What to do about noise in Spain

Spanish Law Thu, 7 Aug 2014
What to do about noise in Spain

Walk out into a bar or café area late at night in summer in Spain and you will be greeted by chatter. The Spanish talk, and often seem to talk loudly. Everyone seems to have a comment to make and usually at the same time.

Depending on your view point this can be a wonderful, vibrant part of life in Spain or it can be classed as noise pollution. I have been with people who have expressed both points of view. Those who want to immerse themselves in the hubbub of a Spanish evening’s entertainment and those who want to cover their ears and find somewhere where they can sit in peace.

Music bars and fiestas

Of course, in some places the decibels aren’t just down to the level of chit chat. Noisy bar areas, loud music, singing and carrying on – especially in the areas that attract holiday makers in Spain. This additional noise can take it from the slightly annoying irritant to the realms of the ‘turn that down or I’ll...’.

The Spanish summer fiestas can be a particular problem for those living in and around the centre of town. Events continue into the next morning and can bring real difficulties for those with work and other commitments. However, in most places, you can argue that it is only for short periods of time and the enjoyment from the spectacle for many overrules the nuisance for some.

Some argue that town planning in Spain is the real problem. Building residential property side by side with retail and commercial use is bound to create difficulties. There are two sides to every story.

There is no doubt that having a Status Quo Tribute Band below your balcony night after night is enough to send you to distraction. At the same time, live music in Spain can bring in much needed trade and without this, punters will go elsewhere. Finding a happy medium is very hard to do.

A silent Seville?

This begs the question, just how far should the authorities go on limiting noise pollution in Spanish towns and cities? Seville is a wonderful Spanish city that oozes atmosphere and reflects café culture at its best.

In the summer everyone it seems is outside well into the night, taking advantage of the cooler evening air. It’s not surprising that it can be a noisy place to be past some people’s bedtime.

However, the news is that this should no longer be a problem for Seville’s resident population. The Guardian newspaper recently reported that following the campaign of Sevilla Sin Ruidas Ya (Seville without noise now) the city of Seville is to have its noise-making silenced.

Some of the behaviour that is to be targeted includes:

  • Excessively loud conversations
  • Television outside on terraces
  • Bar staff dragging chairs along the pavement
  • Playing loud music whilst driving
  • Domino games played outside

The clamp down doesn’t cover religious parades and processions.

If you want to consider all the issues, you need only read the comments posted after the article, ‘Seville’s Silent Summer: Spanish city bans outdoor noise’.

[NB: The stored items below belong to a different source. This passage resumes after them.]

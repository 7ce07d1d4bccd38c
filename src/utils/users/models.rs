use serde::{Deserialize, Serialize};

use crate::modules::store::Timestamp;

/// Stored under `users/{uid}`.
#[derive(Serialize, Deserialize, Debug, Clone, PartialEq)]
#[serde(rename_all = "camelCase")]
pub struct UserRecord {
    #[serde(default)]
    pub uid: String,
    #[serde(default)]
    pub email: Option<String>,
    #[serde(default)]
    pub display_name: Option<String>,
    #[serde(default, rename = "photoURL")]
    pub photo_url: Option<String>,
    #[serde(default)]
    pub created_at: Option<Timestamp>,
    #[serde(default)]
    pub last_sign_in_time: Option<Timestamp>,
}

impl UserRecord {
    pub fn resolved_name(&self) -> Option<String> {
        super::display_name_or_email(self.display_name.as_deref(), self.email.as_deref())
    }
}

#[derive(Deserialize, Debug)]
pub struct UserSearch {
    pub term: String,
}

#[derive(Serialize, Debug, Clone, PartialEq)]
#[serde(rename_all = "camelCase")]
pub struct UserSearchResult {
    pub uid: String,
    pub display_name: String,
    #[serde(rename = "photoURL")]
    pub photo_url: Option<String>,
}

With opinion spread on both sides, we can only wonder how Spanish police officers will enforce the ban consistently. At what point does talking become too loud and chair rearranging a threat to the peace? The enforcement of these kinds of rules, without that clarity, can lead to bad feeling and accusations of unfairness.

A noisy Elche?

It isn’t just in Seville where restrictions are about to bite the hostelry business. Bars and restaurants in Elche are also about to find themselves receiving visits from the local police. The number of terrace areas linked to bars and cafes has escalated since the no-smoking ban. A move that hasn’t been warmly received by everyone, according to this article in Valencia Today. As a result, like Seville, Elche is due to pass an anti-noise pollution bylaw.

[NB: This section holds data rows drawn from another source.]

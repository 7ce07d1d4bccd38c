use std::time::Duration;
use tokio::sync::watch;
use tracing::{debug, warn};

use super::{errors::SessionError, models::ViewState};
use crate::modules::{
    auth::Principal,
    store::{DocumentStore, StoreRef},
};
use crate::utils::{
    chats::{
        self,
        errors::ChatError,
        models::{ChatEdit, ChatEditForm, NewChat, RosterState, SelectedChat},
        RosterSync,
    },
    friends::{self, models::RelationshipsView, RelationshipSync},
    messages::{self, models::MessageLog, MessageSync},
    users::{self, models::UserSearchResult},
};

const SELECT_TIMEOUT: Duration = Duration::from_secs(5);

/// The live syncs of one signed-in principal. Dropping it ends every live
/// query it owns.
pub struct Workspace {
    uid: String,
    store: StoreRef,
    principal: watch::Receiver<Option<Principal>>,
    relationships: RelationshipSync,
    roster: RosterSync,
    messages: MessageSync,
}

impl Workspace {
    pub fn new(store: StoreRef, uid: &str, principal: watch::Receiver<Option<Principal>>) -> Self {
        let relationships = RelationshipSync::spawn(store.clone(), uid.to_string());
        let roster = RosterSync::spawn(store.clone(), uid.to_string());
        let messages = MessageSync::spawn(store.clone(), roster.subscribe());
        Self {
            uid: uid.to_string(),
            store,
            principal,
            relationships,
            roster,
            messages,
        }
    }

    pub fn uid(&self) -> &str {
        &self.uid
    }

    /// Profile as of now. Fails once the workspace's principal signed out.
    pub fn principal(&self) -> Result<Principal, SessionError> {
        match &*self.principal.borrow() {
            Some(principal) if principal.uid == self.uid => Ok(principal.clone()),
            _ => Err(SessionError::SignedOut),
        }
    }

    fn store(&self) -> &dyn DocumentStore {
        self.store.as_ref()
    }

    pub fn relationships(&self) -> RelationshipsView {
        self.relationships.current()
    }

    pub fn roster(&self) -> RosterState {
        self.roster.current()
    }

    pub fn selected_chat(&self) -> SelectedChat {
        self.roster.current().selected_chat()
    }

    pub fn messages(&self) -> MessageLog {
        self.messages.current()
    }

    pub fn view(&self) -> Result<ViewState, SessionError> {
        let relationships = self.relationships();
        let roster = self.roster();
        Ok(ViewState {
            principal: self.principal()?,
            has_pending_requests: relationships.lists.has_pending(),
            relationships,
            selected_chat: roster.selected_chat(),
            roster,
            messages: self.messages(),
        })
    }

    pub fn watch(&self) -> WorkspaceWatch {
        WorkspaceWatch {
            principal: self.principal.clone(),
            relationships: self.relationships.subscribe(),
            roster: self.roster.subscribe(),
            messages: self.messages.subscribe(),
        }
    }

    pub async fn send_friend_request(&self, target: &str) -> Result<(), SessionError> {
        friends::send_friend_request(self.store(), &self.uid, target).await?;
        Ok(())
    }

    pub async fn accept_friend_request(&self, requester: &str) -> Result<(), SessionError> {
        friends::accept_friend_request(self.store(), &self.uid, requester).await?;
        Ok(())
    }

    pub async fn remove_friend(&self, other: &str) -> Result<(), SessionError> {
        friends::remove_relationship(self.store(), &self.uid, other).await?;
        Ok(())
    }

    /// Users matching `term` that are neither the principal nor related to it.
    pub async fn search_users(&self, term: &str) -> Result<Vec<UserSearchResult>, SessionError> {
        let related = self.relationships().lists;
        Ok(users::search_users(self.store(), term, &self.uid, &related).await?)
    }

    pub async fn create_chat(&self, chat: NewChat) -> Result<String, SessionError> {
        let principal = self.principal()?;
        let friends = self.relationships().lists.accepted_ids();
        let chat_id = chats::create_chat(self.store(), &principal, &friends, chat).await?;
        self.select_written(&chat_id).await;
        Ok(chat_id)
    }

    pub async fn edit_chat(&self, chat_id: &str, edit: ChatEdit) -> Result<(), SessionError> {
        let friends = self.relationships().lists.accepted_ids();
        chats::edit_chat(self.store(), &self.uid, &friends, chat_id, edit).await?;
        self.select_written(chat_id).await;
        Ok(())
    }

    pub async fn load_chat_for_edit(&self, chat_id: &str) -> Result<ChatEditForm, SessionError> {
        let principal = self.principal()?;
        Ok(chats::load_chat_for_edit(self.store(), &principal, chat_id).await?)
    }

    /// Only chats of the roster can be picked.
    pub fn select_chat(&self, chat_id: &str) -> Result<(), SessionError> {
        if self.roster.current().room(chat_id).is_none() {
            return Err(ChatError::ChatNotFound.into());
        }
        self.roster.select(chat_id);
        Ok(())
    }

    pub async fn send_message(&self, text: &str) -> Result<String, SessionError> {
        let principal = self.principal()?;
        let selection = self.roster.current().selection;
        Ok(messages::send_message(self.store(), &principal, &selection, text).await?)
    }

    async fn select_written(&self, chat_id: &str) {
        if tokio::time::timeout(SELECT_TIMEOUT, self.roster.select_when_listed(chat_id))
            .await
            .is_err()
        {
            warn!("Chat {chat_id} did not show up in the roster of {}", self.uid);
            return;
        }
        debug!("Selected chat {chat_id} after write");
    }
}

/// Waits for any change of a workspace's published state.
pub struct WorkspaceWatch {
    principal: watch::Receiver<Option<Principal>>,
    relationships: watch::Receiver<RelationshipsView>,
    roster: watch::Receiver<RosterState>,
    messages: watch::Receiver<MessageLog>,
}

impl WorkspaceWatch {
    /// `false` once any of the sources is gone.
    pub async fn changed(&mut self) -> bool {
        let res = tokio::select! {
            res = self.principal.changed() => res,
            res = self.relationships.changed() => res,
            res = self.roster.changed() => res,
            res = self.messages.changed() => res,
        };
        res.is_ok()
    }
}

It is easy to feel sorry for the poor business trying to scratch a living in the midst of the economic down turn. However, if you are kept awake night after night by the noise of bars in Spain and other people’s merriment it can become a serious issue and even a health hazard. It can also be a problem for other local bars who end up trying to compete.

Concerns are raised by some bar owners that complaints are made by rivals in a bid to win over custom. The unfairness with which rules can seem to be applied is a constant cause for complaint by those keen to make the most of the summer holiday season trade.

Opinion is divided and there will continue to be those who feel that they are unfairly targeted whilst others just want a decent sleep at night. In the meantime, what should you do if you are having problems with a noisy neighbour?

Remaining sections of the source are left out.